US scientists have synchronised the motion of colloidal magnetic spheres with a rotating magnetic field and found that the particles self-organise into micrometre-sized tubes. The work offers a new approach for designing self-assembling structures that could potentially be useful for microscale devices involved in fluid flow control or selective cargo uptake and transport.
While structures such as tubes have been generated from colloids by self-assembling processes before, these have typically been focused on equilibrium, as opposed to dynamic, systems. Synchronisation has largely remained within the domain of mathematics and no one has previously linked the concept to self-assembling materials as a way to create new dynamic spatial structures.
Now, Jing Yan and colleagues at the University of Illinois at Urbana-Champaign and Northwestern University in Evanston, Illinois, have created microtube structures – similar to microtubule structures found in cells – by synchronising the oscillations of nickel-coated silica particles suspended in liquid.
'As the authors note, this kind of self-assembly is quite different from what we chemists refer to as self-assembly,' says Jonathan Nitschke who investigates self-assembling systems at the University of Cambridge, UK. 'These tubular assemblies appear not to be stable when the system is at rest, but rather, only when a twisting magnetic field is applied, causing the spheres to precess.
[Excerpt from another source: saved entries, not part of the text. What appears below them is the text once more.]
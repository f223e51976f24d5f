use std::path::Path;

use super::auth::AuthMethod;
use super::descriptor::ConnectionDescriptor;
use super::read_preference::ReadPreference;
use super::tls::SslMethod;

const MASK: &str = "****";

impl ConnectionDescriptor {
    pub fn to_connection_string(&self) -> String {
        render(self, false)
    }

    /// For logging - password replaced with ****
    pub fn to_masked_connection_string(&self) -> String {
        render(self, true)
    }
}

fn render(d: &ConnectionDescriptor, masked: bool) -> String {
    let mut uri = String::from(if d.is_srv_record {
        "mongodb+srv://"
    } else {
        "mongodb://"
    });

    if let Some(userinfo) = userinfo(d, masked) {
        uri.push_str(&userinfo);
        uri.push('@');
    }

    uri.push_str(d.hostname.trim());
    if !d.is_srv_record {
        uri.push(':');
        uri.push_str(d.port.trim());
    }
    uri.push('/');

    let options = options(d, masked);
    if !options.is_empty() {
        uri.push('?');
        uri.push_str(&options.join("&"));
    }

    uri
}

fn userinfo(d: &ConnectionDescriptor, masked: bool) -> Option<String> {
    let auth = &d.auth;
    let username = auth.username.trim();
    if auth.method == AuthMethod::None || username.is_empty() {
        return None;
    }

    let user = urlencoding::encode(username).into_owned();
    let password = match auth.method {
        AuthMethod::Mongodb | AuthMethod::Ldap => Some(auth.password.as_str()),
        AuthMethod::Kerberos if !auth.password.is_empty() => Some(auth.password.as_str()),
        _ => None,
    };

    Some(match password {
        Some(_) if masked => format!("{}:{}", user, MASK),
        Some(pw) => format!("{}:{}", user, urlencoding::encode(pw)),
        None => user,
    })
}

fn options(d: &ConnectionDescriptor, masked: bool) -> Vec<String> {
    let mut options = Vec::new();

    if let Some(source) = d.auth.effective_auth_source() {
        options.push(format!("authSource={}", urlencoding::encode(source)));
    }
    if let Some(mechanism) = d.auth.method.mechanism() {
        options.push(format!("authMechanism={}", mechanism));
    }
    if d.read_preference != ReadPreference::Primary {
        options.push(format!("readPreference={}", d.read_preference));
    }
    if let Some(replica_set) = d
        .replica_set_name
        .as_deref()
        .map(str::trim)
        .filter(|name| !name.is_empty())
    {
        options.push(format!("replicaSet={}", urlencoding::encode(replica_set)));
    }

    let tls = &d.tls;
    if tls.method.uses_tls() {
        options.push("tls=true".to_string());
    }
    if tls.method == SslMethod::Unvalidated {
        options.push("tlsAllowInvalidCertificates=true".to_string());
    }
    // Several CA files or a separate key file are bundled by the data service.
    if let Some(ca) = tls.ca_file() {
        options.push(format!("tlsCAFile={}", encode_path(ca)));
    }
    if let Some(key_file) = tls.client_key_file() {
        options.push(format!("tlsCertificateKeyFile={}", encode_path(key_file)));
        if let Some(password) = tls.key_password() {
            let password = if masked {
                MASK.to_string()
            } else {
                urlencoding::encode(password).into_owned()
            };
            options.push(format!("tlsCertificateKeyFilePassword={}", password));
        }
    }

    options
}

fn encode_path(path: &Path) -> String {
    urlencoding::encode(&path.to_string_lossy()).into_owned()
}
The assembly of the tubules is thus properly dynamic, requiring energy input and motion to persist.'
The team first created Janus spheres – named after the Roman god who had two faces on each side of his head – by depositing magnetically sensitive thin nickel films onto one side of spherical silica particles. This gave the particles a magnetic and a non-magnetic side. The particles were then suspended in deionised water and a precessing magnetic field was applied. This forced the particles to spin on their axis in a movement similar to a gyroscope.
They observed that when the particles are close enough to each other they are affected by each other’s' magnetic field causing them to synchronise their oscillatory phase and frequency and self-organise into stable tubular structures. By slightly varying the parameters of their system the team could selectively form several different possible tubular structures. As soon as synchrony is lost, the structures fall apart.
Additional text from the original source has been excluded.